血管紧张素Ⅱ上调人肾小球系膜细胞硬化相关基因的克隆

Screening and identification of the up-regulated genes in human mesangial cells induced by angiotensin Ⅱ

目的 筛选和鉴定培养的人肾小球系膜细胞（MsC）在血管紧张素Ⅱ（Angiotensin Ⅱ,Ang Ⅱ）作用下,产生以纤连蛋白（Fibronectin,FN）为代表的细胞外基质成分的过程中上调表达的基因,寻找Ang Ⅱ致细胞外基质堆积作用的相关基因,为探讨Ang Ⅱ在肾小球硬化发展过程的分子机制奠定基础。方法 人MsC经Ang Ⅱ（10-6mol/L）刺激24h后,采用抑制性消减杂交（suppressionsubtractive hybridization,SSH）获得Ang Ⅱ相关的差异表达的cDNA,经纯化克隆到pGEM-Teasy Vector并转化大肠杆菌;随机选择120个克隆,经反向Northern筛选上调表达的基因cDNA片段,并以Northern杂交验证,然后进行DNA序列测定和同源性比较。采用5＇-和3＇-RACE及长距离PCR的方法获得新基因的全长cDNA。结果 在120个随机选择的克隆中,反向Northern结果表明有55个克隆表达明显上调。挑选其中20个克隆进行DNA序列测定,结果显示18个为独立的基因片段序列（有两个序列为双拷贝）,其中15个为已知基因,包括细胞外基质成分:如血小板反应素Ⅰ、Ⅰ型胶原α2;细胞骨架及结合蛋白:如平滑肌肌动蛋白α、钙调蛋白1、γ-胞浆型肌动蛋白等;合成和代谢相关蛋白:如醛缩酶A、延长因子1-γ、arnesyl pyrophosphate synthetase等;蛋白分解相关蛋白:如组织蛋白酶。

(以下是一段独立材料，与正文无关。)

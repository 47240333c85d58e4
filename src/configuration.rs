use config::{Config, File};
use secrecy::{ExposeSecret, SecretString};
use serde::Deserialize;
use serde_aux::field_attributes::deserialize_number_from_string;
use sqlx::ConnectOptions;
use sqlx::postgres::{PgConnectOptions, PgSslMode};

use crate::analytics::geo::GeoProvider;

#[derive(Clone, Deserialize)]
pub struct Settings {
    pub database: DatabaseSettings,
    pub application: ApplicationSettings,
    pub redis: RedisSettings,
    pub analytics: AnalyticsSettings,
    pub telemetry: TelemetrySettings,
}

#[derive(Clone, Deserialize)]
pub struct ApplicationSettings {
    pub host: String,

    #[serde(deserialize_with = "deserialize_number_from_string")]
    pub port: u16,

    /// Public origin used when encoding dynamic QR codes, without trailing slash.
    pub base_url: String,

    pub jwt_secret: SecretString,

    #[serde(deserialize_with = "deserialize_number_from_string")]
    pub token_ttl_hours: i64,

    #[serde(default)]
    pub cors_origins: Vec<String>,
}

impl ApplicationSettings {
    pub fn address(&self) -> String {
        format!("{}:{}", self.host, self.port)
    }
}

#[derive(Clone, Deserialize)]
pub struct DatabaseSettings {
    pub username: String,
    pub password: SecretString,
    pub host: String,

    #[serde(deserialize_with = "deserialize_number_from_string")]
    pub port: u16,

    pub database_name: String,
    pub require_ssl: bool,

    #[serde(default)]
    pub run_migrations: bool,
}

impl DatabaseSettings {
    pub fn with_db(&self) -> PgConnectOptions {
        self.without_db()
            .database(&self.database_name)
            .log_statements(tracing_log::log::LevelFilter::Trace)
    }

    pub fn without_db(&self) -> PgConnectOptions {
        let ssl_mode = if self.require_ssl {
            PgSslMode::Require
        } else {
            PgSslMode::Prefer
        };
        PgConnectOptions::new()
            .host(&self.host)
            .username(&self.username)
            .password(self.password.expose_secret())
            .port(self.port)
            .ssl_mode(ssl_mode)
    }
}

#[derive(Clone, Deserialize)]
pub struct RedisSettings {
    pub url: String,

    #[serde(deserialize_with = "deserialize_number_from_string")]
    pub cache_ttl_seconds: u64,
}

#[derive(Clone, Deserialize)]
pub struct AnalyticsSettings {
    pub anonymize_ip: bool,
    pub geo_enabled: bool,

    #[serde(deserialize_with = "deserialize_number_from_string")]
    pub geo_timeout_ms: u64,

    #[serde(default = "default_geo_providers")]
    pub geo_providers: Vec<GeoProvider>,
}

fn default_geo_providers() -> Vec<GeoProvider> {
    vec![GeoProvider::IpApi, GeoProvider::IpapiCo, GeoProvider::IpWhoIs]
}

impl Default for AnalyticsSettings {
    fn default() -> Self {
        Self {
            anonymize_ip: true,
            geo_enabled: false,
            geo_timeout_ms: 1500,
            geo_providers: default_geo_providers(),
        }
    }
}

#[derive(Clone, Deserialize)]
pub struct TelemetrySettings {
    pub log_filter: String,
    pub otlp_endpoint: Option<String>,
}

pub enum Environment {
    Local,
    Production,
}

impl Environment {
    pub fn to_str(&self) -> &'static str {
        match self {
            Environment::Local => "local",
            Environment::Production => "production",
        }
    }
}

impl TryFrom<String> for Environment {
    type Error = String;

    fn try_from(value: String) -> Result<Self, Self::Error> {
        match value.to_lowercase().as_str() {
            "local" => Ok(Self::Local),
            "production" => Ok(Self::Production),
            other => Err(format!(
                "{} is not a supported environment. Use either `local` or `production`",
                other
            )),
        }
    }
}

pub fn get_configuration() -> Result<Settings, config::ConfigError> {
    let base_path = std::env::current_dir()
        .map_err(|e| config::ConfigError::Message(format!("no current directory: {e}")))?;
    let configuration_directory = base_path.join("configurations");
    let environment: Environment = std::env::var("APP_ENVIRONMENT")
        .unwrap_or_else(|_| "local".into())
        .try_into()
        .map_err(config::ConfigError::Message)?;
    let settings = Config::builder()
        .add_source(File::from(configuration_directory.join("base")))
        .add_source(File::from(configuration_directory.join(environment.to_str())).required(false))
        .add_source(
            config::Environment::with_prefix("APP")
                .prefix_separator("_")
                .separator("__"), // APP_DATABASE__USERNAME -> database.username
        );

    settings.build()?.try_deserialize()
}

#[cfg(test)]
mod tests {
    use super::*;

    #[test]
    fn environment_parses_case_insensitively() {
        assert!(matches!(
            Environment::try_from("Production".to_string()),
            Ok(Environment::Production)
        ));
        assert!(matches!(
            Environment::try_from("local".to_string()),
            Ok(Environment::Local)
        ));
    }

    #[test]
    fn unknown_environment_is_rejected() {
        let err = Environment::try_from("staging".to_string())
            .err()
            .unwrap();
        assert!(err.contains("staging"));
    }

    #[test]
    fn address_joins_host_and_port() {
        let app = ApplicationSettings {
            host: "127.0.0.1".into(),
            port: 4001,
            base_url: "https://qr.example.com/".into(),
            jwt_secret: SecretString::from("secret"),
            token_ttl_hours: 24,
            cors_origins: vec![],
        };
        assert_eq!(app.address(), "127.0.0.1:4001");
    }
}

Objective To explore the possible molecular mechanism of angiotensin II(AngII)on human mesangial cells (MsC) . Methods Suppression subtractive hybridization (SSH) was performed to screen and identify the over-expressed genes during the extracellular matric accumulation in MsC, which were stimulated by Ang II. cDNAs from human MsC without and with Ang II -stimulated for 24 hours were synthesized and SSH was performed. All subtracted cDNAs were subcloned into pGEM-Teasy Vector and 120 clones were randomly picked up for differentially screening by using reverse Northern blot. The over-expressed clones were sequenced by automated DNA sequence analyzer and homology search was performed by NCBI on-line sever. Finally, the over-expressed genes were confirmed by Northern blot analyses. The full-length sequences of novel genes were obtained by RACE and long distance-PCR. Results Among 120 randomly picked clones, .55 clones that over-expressed in human MsC were selected by reverse Northern blot. 18 over 55 clones that increased in expression of Ang II-induced MsC were further confirmed by Northern blot analyses. Sequence analysis and homology search of these clones revealed that 15 clones completely metchedwith known genes in GenBank, including thrombspondin-1, collagen I (a2), plasminogen activator inhibitor-1, etc. There were three novel and nucharacterized genes. Furthermore, the full length cDNAs of three novel genes were amplified by RACE-PCR. AngRem104(GenBank accession No: AF0367870)contains 1665bp nucleartides and coding a 347aa peptide. AngRem 52(GenBank accession No: AY040225) contains 3151bp nucleartides and coding a 340aa peptide. AngRem46( GenBank accession No: AY040224) contains 388bp nucleartides and coding a 60aa peptide. Conclusions Ang II has dual effects on the extracellular matrix accumulation in human mesangial cells. It not only improves the expression of ECM components but also inhibits the degradation of ECM by up-regulate special molecules. The further investigation of all identified known and unknown genes may give new insight into the molecular mechanism related to the role of Ang II in the progression of chronic renal disease.